Sexually transmitted diseases and HIV infections declined 2% in Minnesota last year, but health officials are uncertain whether that is because of underreporting amid the COVID-19 pandemic, reduced sexual activity or other factors.
STDs involving chlamydia, gonorrhea and syphilis declined 1% from 33,725 in 2019 to 33,252 in 2020, while new HIV infections dropped 18% from 276 in 2019 to 226 in 2020 — despite the discovery of distinct HIV outbreaks in Minneapolis and Duluth over the past three years.
People at risk for STDs and HIV need to seek regular testing and complete treatments for any diagnosed infections — especially considering that antiviral medications can drive HIV to undetectable levels, said Dr. Ruth Lynfield, state epidemiologist. "This is so essential, because people living with HIV who are taking their medications and have an undetectable viral load do not pass HIV through sex."
Minnesota's STD numbers had routinely reached record highs, largely through increases in diagnosed cases of chlamydia — an infection that often results in mild or no symptoms but can lead to infertility in women and other complications.
Chlamydia cases dropped 11% last year to 21,942 — an oddity because the annual number had risen every year since 2009. But then gonorrhea cases increased by 27% in the same year, surpassing 10,000 for the first time in Minnesota.
That kind of divergence in the numbers is "head-scratching," said Jill Farris, director of adolescent sexual health training and education for the University of Minnesota Medical School's Healthy Youth Development Prevention Research Center.
Antibiotic-resistant strains might have fueled growth of gonorrhea, she said.

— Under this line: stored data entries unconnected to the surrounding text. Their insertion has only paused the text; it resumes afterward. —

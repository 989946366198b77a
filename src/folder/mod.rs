//! # Folder module
//!
//! Module dedicated to folder (as known as mailbox) selection. The
//! main entity is the [`FolderSelection`]: the ordered list of folder
//! names given on the command line, or the `@all` sentinel standing
//! for every folder known to the account. A selection is resolved
//! once per run against the concrete folder list reported by the
//! server.

use std::{collections::HashSet, result};

use thiserror::Error;

/// The Inbox folder name.
pub const INBOX: &str = "INBOX";

/// The sentinel folder token standing for all folders known to the
/// account.
pub const ALL_FOLDERS: &str = "@all";

/// The global `Result` alias of the module.
pub type Result<T> = result::Result<T, Error>;

/// The global `Error` enum of the module.
#[derive(Debug, Error)]
pub enum Error {
    #[error("cannot resolve folders: no matching folders")]
    NoMatchingFoldersError,
}

/// The folder selection.
///
/// Either an ordered sequence of folder names or the sentinel meaning
/// all folders known to the account.
#[derive(Clone, Debug, Eq, PartialEq)]
pub enum FolderSelection {
    /// All folders known to the account.
    All,

    /// The given folders, processed in order.
    Names(Vec<String>),
}

impl Default for FolderSelection {
    fn default() -> Self {
        Self::All
    }
}

impl FolderSelection {
    /// Builds a selection from raw command-line tokens. An empty
    /// token list or any `@all` token selects all folders.
    pub fn from_tokens(tokens: impl IntoIterator<Item = impl ToString>) -> Self {
        let names: Vec<String> = tokens.into_iter().map(|t| t.to_string()).collect();

        if names.is_empty() || names.iter().any(|name| name == ALL_FOLDERS) {
            Self::All
        } else {
            Self::Names(names)
        }
    }

    /// Resolves the selection against the concrete folder names known
    /// to the account, as reported by the folder-listing capability.
    ///
    /// The result is deduplicated and keeps the selection order
    /// (server order for [`FolderSelection::All`]). Explicit names
    /// are kept only when the server actually knows them, INBOX being
    /// matched case-insensitively as required by IMAP.
    pub fn resolve(&self, known: &[String]) -> Result<Vec<String>> {
        let mut seen: HashSet<&str> = HashSet::new();

        let folders: Vec<String> = match self {
            Self::All => known
                .iter()
                .filter(|name| seen.insert(name.as_str()))
                .cloned()
                .collect(),
            Self::Names(names) => names
                .iter()
                .filter_map(|name| {
                    known.iter().find(|known_name| {
                        *known_name == name
                            || (name.eq_ignore_ascii_case(INBOX)
                                && known_name.eq_ignore_ascii_case(INBOX))
                    })
                })
                .filter(|name| seen.insert(name.as_str()))
                .cloned()
                .collect(),
        };

        if folders.is_empty() {
            return Err(Error::NoMatchingFoldersError);
        }

        Ok(folders)
    }
}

People during the pandemic also might have had an easier time taking the oral antibiotics to treat chlamydia, but not the injections to treat gonorrhea and prevent its spread.
Farris said she suspects fewer people during the pandemic sought testing for chlamydia because it can be asymptomatic, and that infections might have increased.
"Chlamydia probably had the same kind of increase as gonorrhea did," she said, "but we didn't have the same kind of screening during the pandemic to pick it up."
Testing shortages could have led to underreporting — as testing supplies were preserved for the COVID-19 pandemic, said Christine Jones, manager of the STD section for the Minnesota Department of Health, which released the 2020 STD data on Tuesday.
Some clinics preserved tests for people with symptoms, while others tested only initial patients but not their sexual partners. But Jones said it's unclear how much that affected the annual numbers.
"I can't speak to whether it's because people were social distancing or if it's due to the shortage in testing supplies or opportunities," she said.
Less sex also could have played a role. An international analysis in December aggregated the results of seven studies, including three in the U.S., and found a significant reduction in sexual activity early in the pandemic.
Sexual activity levels could have rebounded, though, Farris said. "When you say 'the pandemic,' there is such a difference between those early days and the fear folks had and then people getting used to the new normal."
Teen pregnancy rates had been declining in Minnesota, and provisional U.S. birth data for 2020 suggest that trend probably continued — regardless of STD trends, Farris said.
STD rates in teens are important because the 15-to-19 age group makes up 6.5% of Minnesota's population but 25% of the state's chlamydia cases and 16% of its gonorrhea cases, according to the U's 2021 Minnesota Adolescent Sexual Health Report, which is being released on Wednesday.
The report will highlight one positive in the pandemic — the growth, out of necessity, in online sexual education and counseling that might remain a preferred option for teens.
"Some adolescents are actually more engaged that way," Farris said.
Minnesota reported that testing and outreach helped level off growth in syphilis cases tied to an outbreak last year in Beltrami and Case counties. New syphilis cases in Minnesota overall declined 3% to 1,093 in 2020.
Two HIV outbreaks are ongoing — one in the Twin Cities that dates back to initial cases in 2018 and one identified this year in Duluth that traces to cases in 2019. New HIV infections have primarily been associated with shared needle usage, homelessness, men who have sex with other men and people who exchange sex for money or shelter.
An estimated 9,422 people in Minnesota are living with HIV, some of whom have AIDS — the disease that is diagnosed when the infection depletes the immune system.
Jones said the Health Department is increasing its use of genomic sequencing data from HIV samples, which hospitals and labs have required since 2018 to submit under a federal reporting policy. Genetic signatures from the viral samples can show how recently people were infected and whether they were linked to outbreaks.
"It can see where there [are] relationships between the virus," she said. "It doesn't give you directionality. It's not going to say who infected who, but it can tell you who has been in that same network — individuals who have been exposed to each other."